Comece misturando caseína, álcool polivinílico, polivinilpirrolidona e BSA com pH sete para preparar o tampão do ensaio. Em seguida, prepare a imunoglobulina G de coelho a 10% em tampão de ensaio para fazer o tampão de diluição da amostra. Preparar o volume da mistura de esferas de trabalho necessário para o ensaio.
Em seguida, descongele o SARS-CoV-2 preparado e controle os sobrenadantes a quatro graus Celsius por uma hora. Rotule e organize oito tubos de microcentrífugas de 1,5 mililitro cada um para SARS-CoV-2 e sobrenadantes de controle. Para criar a diluição mais alta de cada sobrenadante, combine 600 microlitros do sobrenadante com o tampão de diluição da amostra em tubos devidamente marcados, seguido de um breve vórtice do tubo para misturar.
Transferir sequencialmente 400 microlitros do sobrenadante de um é para um sobrenadante diluído para o tubo de diluição seguinte. Vortex breve de cada sobrenadante diluído antes de prosseguir com a próxima diluição. Em seguida, pegue a mistura de grânulos de trabalho pré-preparada após o vórtice por 30 segundos e adicione cinco microlitros a cada poço atribuído de uma placa de microtitulação de fundo plano de 384 poços.

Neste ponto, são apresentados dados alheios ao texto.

//! Deterministic test surfaces for the command engine: an in-memory world,
//! JSON fixtures, command transcripts, world snapshots and run reports.

mod fixture;
mod report;
mod server;
mod snapshot;

use anyhow::Result;
use mdcommand_engine::{Dispatcher, ExecutionContext};
use serde::{Deserialize, Serialize};
use std::fs::{self, File};
use std::io::Write;
use std::path::Path;
use tracing::info_span;

pub use fixture::*;
pub use report::*;
pub use server::*;
pub use snapshot::*;

/// One executed command and what it produced.
#[derive(Debug, Clone, PartialEq, Eq, Serialize, Deserialize)]
pub struct CommandRecord {
    /// Tick the command ran at.
    pub tick: u64,
    /// Command line as typed.
    pub command: String,
    /// False when the command failed as a whole.
    pub success: bool,
    /// Command result; 0 on failure.
    pub result: i32,
    /// Rendered feedback lines emitted while the command ran.
    pub feedback: Vec<String>,
}

/// Run `command` against `server` and capture its feedback.
///
/// A failing command reports its error to `ctx`'s output, the same way
/// [`Dispatcher::run_command`] does.
pub fn run_recorded(
    dispatcher: &Dispatcher,
    server: &mut MemoryServer,
    ctx: &ExecutionContext,
    tick: u64,
    command: &str,
) -> CommandRecord {
    let span = info_span!("scripted", tick, command);
    let _guard = span.enter();
    let before = server.feedback().len();
    let (success, result) = match dispatcher.execute(server, command, ctx) {
        Ok(result) => (true, result),
        Err(err) => {
            ctx.send_failure(server, err.message());
            (false, 0)
        }
    };
    CommandRecord {
        tick,
        command: command.to_string(),
        success,
        result,
        feedback: server.feedback()[before..]
            .iter()
            .map(ToString::to_string)
            .collect(),
    }
}

/// A sink that writes command records as newline-delimited JSON.
pub struct TranscriptSink {
    file: File,
}

impl TranscriptSink {
    /// Create a new sink at `path`, creating parent directories if needed.
    pub fn create<P: AsRef<Path>>(path: P) -> Result<Self> {
        if let Some(parent) = path.as_ref().parent() {
            fs::create_dir_all(parent)?;
        }
        Ok(Self {
            file: File::create(path)?,
        })
    }

    /// Append a record to the transcript.
    pub fn write(&mut self, record: &CommandRecord) -> Result<()> {
        let line = serde_json::to_string(record)?;
        self.file.write_all(line.as_bytes())?;
        self.file.write_all(b"\n")?;
        Ok(())
    }
}

#[cfg(test)]
mod tests {
    use super::*;
    use mdcommand_core::{DVec3, DimensionId};
    use std::time::{SystemTime, UNIX_EPOCH};

    #[test]
    fn recorded_failure_carries_its_feedback() {
        let dispatcher = Dispatcher::with_builtin_commands();
        let mut server = MemoryServer::new(0);
        let console = ExecutionContext::console(DimensionId::Overworld, DVec3::ZERO);
        let record = run_recorded(
            &dispatcher,
            &mut server,
            &console,
            4,
            "scoreboard players get Alex nope",
        );
        assert!(!record.success);
        assert_eq!(record.result, 0);
        assert_eq!(record.tick, 4);
        assert_eq!(record.feedback.len(), 1);
        assert!(record.feedback[0].starts_with("! [console] arguments.objective.notFound"));
    }

    #[test]
    fn transcript_sink_writes_one_line_per_record() {
        let path = std::env::temp_dir().join(format!(
            "mdcommand-transcript-{}.jsonl",
            SystemTime::now()
                .duration_since(UNIX_EPOCH)
                .unwrap()
                .as_nanos()
        ));
        let mut sink = TranscriptSink::create(&path).expect("sink create");
        for tick in 0..2 {
            sink.write(&CommandRecord {
                tick,
                command: "say hi".into(),
                success: true,
                result: 1,
                feedback: Vec::new(),
            })
            .expect("write succeeds");
        }
        drop(sink);
        let contents = fs::read_to_string(&path).expect("file readable");
        assert_eq!(contents.lines().count(), 2);
        let first: CommandRecord =
            serde_json::from_str(contents.lines().next().expect("line")).expect("json");
        assert_eq!(first.command, "say hi");
        let _ = fs::remove_file(&path);
    }
}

Adicione 45 microlitros da diluição do sobrenadante preparada aos poços designados contendo microesferas na placa de 384 poços. Sele a placa e incube durante a noite em um agitador orbital a 650 RPM no escuro à temperatura ambiente. Depois de remover a placa de microtitulação do agitador orbital, centrifugue a placa a 931g por um minuto.
Em seguida, remova o selador de placas. Para imobilizar as contas, coloque a placa de microtitulação em um separador de placa magnética por 30 segundos. Com a placa de microtitulação ainda posicionada no separador magnético, aspirar o sobrenadante dos grânulos imobilizados por ímã.
Depois de remover a placa de microtitulação do separador magnético, adicione 60 microlitros de PBST a cada poço contendo esferas. Em seguida, pegue cinco tubos de 1,5 mililitro para preparar diferentes misturas de detecção. Adicione anticorpo monoclonal humano anti-S1 e fragmentos variáveis de cadeia única marcados com FLAG direcionados à proteína spike na partícula SARS-CoV-2 a cada tubo.
Adicione 50 microlitros por poço da mistura apropriada de cadeia única, específica para fragmentos variáveis e detecção de picos às microesferas lavadas. Sele a placa de microtitulação e incube conforme mostrado anteriormente. Em seguida, centrifugue a placa de microtitulação.
Lave o excesso de reagente de detecção de picos dos grânulos com 60 microlitros de PBST três vezes. Em seguida, prepare uma solução fluorescente consistindo de imunoglobulina G anti-humana conjugada com PE junto com violeta brilhante para 21 anticorpos anti-FLAG conjugados. Adicione 50 microlitros por poço de mistura de solução fluorescente às microesferas lavadas e incube conforme mostrado anteriormente.
Em seguida, gire para baixo a placa de microtitulação. Lave o excesso de mistura de solução fluorescente das microesferas com 60 microlitros de PBST. Suspenda as microesferas em 60 microlitros de PBST a partir da última etapa de lavagem.
Em seguida, analise a placa em um sistema de análise de fluxo de repórter duplo com as configurações desejadas. Na diluição de sobrenadantes de células infectadas por SARS-CoV-2 em ambos os canais repórteres, foi observado um sinal dependente da concentração. Três dos cinco fragmentos variáveis de cadeia única podem detectar o vírus em diluições tão baixas quanto um a 18.
Para os dois fragmentos variáveis de cadeia única restantes, o vírus é detectável em diluições tão baixas quanto um a seis.